A quantitative approach to developing more mechanistic gas exchange models for field grown potato: A new insight into chemical and hydraulic signalling

In this study we introduce new gas exchange models that are developed under natural conditions of field grown potato. The new models could explain about 85% of the stomatal conductance variations, which was much higher than the well-known gas exchange models such as the Ball-Berry model [Ball, Woodrow, Berry, 1987. In: Nijhoff, M. (Eds.), Progress in Photosynthesis Research, vol. 4. Dordrecht, The Netherlands, pp. 5.221–5.224]. To overcome the limitations of previous models in simulating stomatal conductance when plants are exposed to drought stress, we proposed a down-regulating factor of chemical and hydraulic signalling on stomatal conductance as exp(− β[ABA])exp(− δ| ψ|) in which [ABA] and | ψ| are xylem ABA concentration and absolute value of leaf or stem water potential.

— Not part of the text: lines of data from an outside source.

// ABOUTME: Rule-based catalog filtering with hard constraints and an overlap threshold
// ABOUTME: Narrows by time, meal type, and cuisine, then ranks survivors by ingredient overlap
//
// SPDX-License-Identifier: MIT OR Apache-2.0
// Copyright (c) 2026 Pantry Chef Contributors

use rayon::prelude::*;
use serde::{Deserialize, Serialize};
use tracing::debug;

use pantry_core::constants::matching::{
    DEFAULT_MIN_OVERLAP_FRACTION, PARALLEL_OVERLAP_THRESHOLD, PERCENT_SCALE,
};
use pantry_core::models::RecipeRecord;

use super::overlap::IngredientSet;

/// Constraints a catalog recipe must satisfy to become a candidate
#[derive(Debug, Clone, PartialEq, Serialize, Deserialize)]
pub struct FilterCriteria {
    /// Maximum cooking time in minutes (inclusive)
    pub max_cooking_time: u32,
    /// Requested meal type, compared case-insensitively
    pub meal_type: String,
    /// Requested cuisine, compared case-insensitively
    pub cuisine: String,
    /// Minimum fraction (0-1) of recipe ingredients the user must have
    pub min_overlap_fraction: f64,
}

impl FilterCriteria {
    /// Criteria with the default overlap threshold
    #[must_use]
    pub fn new(
        max_cooking_time: u32,
        meal_type: impl Into<String>,
        cuisine: impl Into<String>,
    ) -> Self {
        Self {
            max_cooking_time,
            meal_type: meal_type.into(),
            cuisine: cuisine.into(),
            min_overlap_fraction: DEFAULT_MIN_OVERLAP_FRACTION,
        }
    }

    /// Override the overlap threshold
    #[must_use]
    pub const fn with_min_overlap(mut self, fraction: f64) -> Self {
        self.min_overlap_fraction = fraction;
        self
    }

    /// Threshold on the 0-100 overlap scale
    #[must_use]
    pub fn min_overlap_percent(&self) -> f64 {
        self.min_overlap_fraction * PERCENT_SCALE
    }

    /// Whether `recipe` passes the time, meal type, and cuisine constraints
    #[must_use]
    pub fn admits(&self, recipe: &RecipeRecord) -> bool {
        recipe.fits_time_budget(self.max_cooking_time)
            && recipe.matches_meal_type(&self.meal_type)
            && recipe.matches_cuisine(&self.cuisine)
    }
}

/// A catalog recipe that survived filtering, annotated with its overlap
#[derive(Debug, Clone, Copy, PartialEq)]
pub struct RankedRecipe<'a> {
    /// The catalog record, borrowed unchanged
    pub recipe: &'a RecipeRecord,
    /// Ingredient overlap on the 0-100 scale
    pub overlap: f64,
    /// Position of the record in the catalog, the tie-break key
    pub catalog_index: usize,
}

/// Filter and rank `catalog` against the user's normalized ingredients.
///
/// Hard constraints run first so overlap is computed only for records that
/// could qualify. The result is sorted by overlap, highest first; records with
/// equal overlap keep their catalog order. The catalog is never modified.
#[must_use]
pub fn filter_recipes<'a, S>(
    catalog: &'a [RecipeRecord],
    user_ingredients: &[S],
    criteria: &FilterCriteria,
) -> Vec<RankedRecipe<'a>>
where
    S: AsRef<str>,
{
    let admitted: Vec<(usize, &RecipeRecord)> = catalog
        .iter()
        .enumerate()
        .filter(|(_, recipe)| criteria.admits(recipe))
        .collect();

    let user_set = IngredientSet::new(user_ingredients);
    let rank = |&(catalog_index, recipe): &(usize, &'a RecipeRecord)| RankedRecipe {
        recipe,
        overlap: user_set.overlap(&recipe.ingredients),
        catalog_index,
    };

    let mut ranked: Vec<RankedRecipe<'a>> = if admitted.len() >= PARALLEL_OVERLAP_THRESHOLD {
        admitted.par_iter().map(rank).collect()
    } else {
        admitted.iter().map(rank).collect()
    };

    let threshold = criteria.min_overlap_percent();
    ranked.retain(|candidate| candidate.overlap >= threshold);

    // Stable sort: equal overlaps stay in catalog order
    ranked.sort_by(|a, b| b.overlap.total_cmp(&a.overlap));

    debug!(
        catalog = catalog.len(),
        after_constraints = admitted.len(),
        after_overlap = ranked.len(),
        threshold,
        "Filtered recipe catalog"
    );
    ranked
}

In this study we found that stem water potential could be a very reliable indicator of how plant water status affects the stomatal conductance regulation. While previous models considered the same weighting for relative humidity and photosynthesis rate, we found that relative humidity has a more pronounced regulating effect on stomatal conductance than photosynthesis rate and the weightings for relative humidity and photosynthesis rate, respectively, were significantly higher and lower than unity.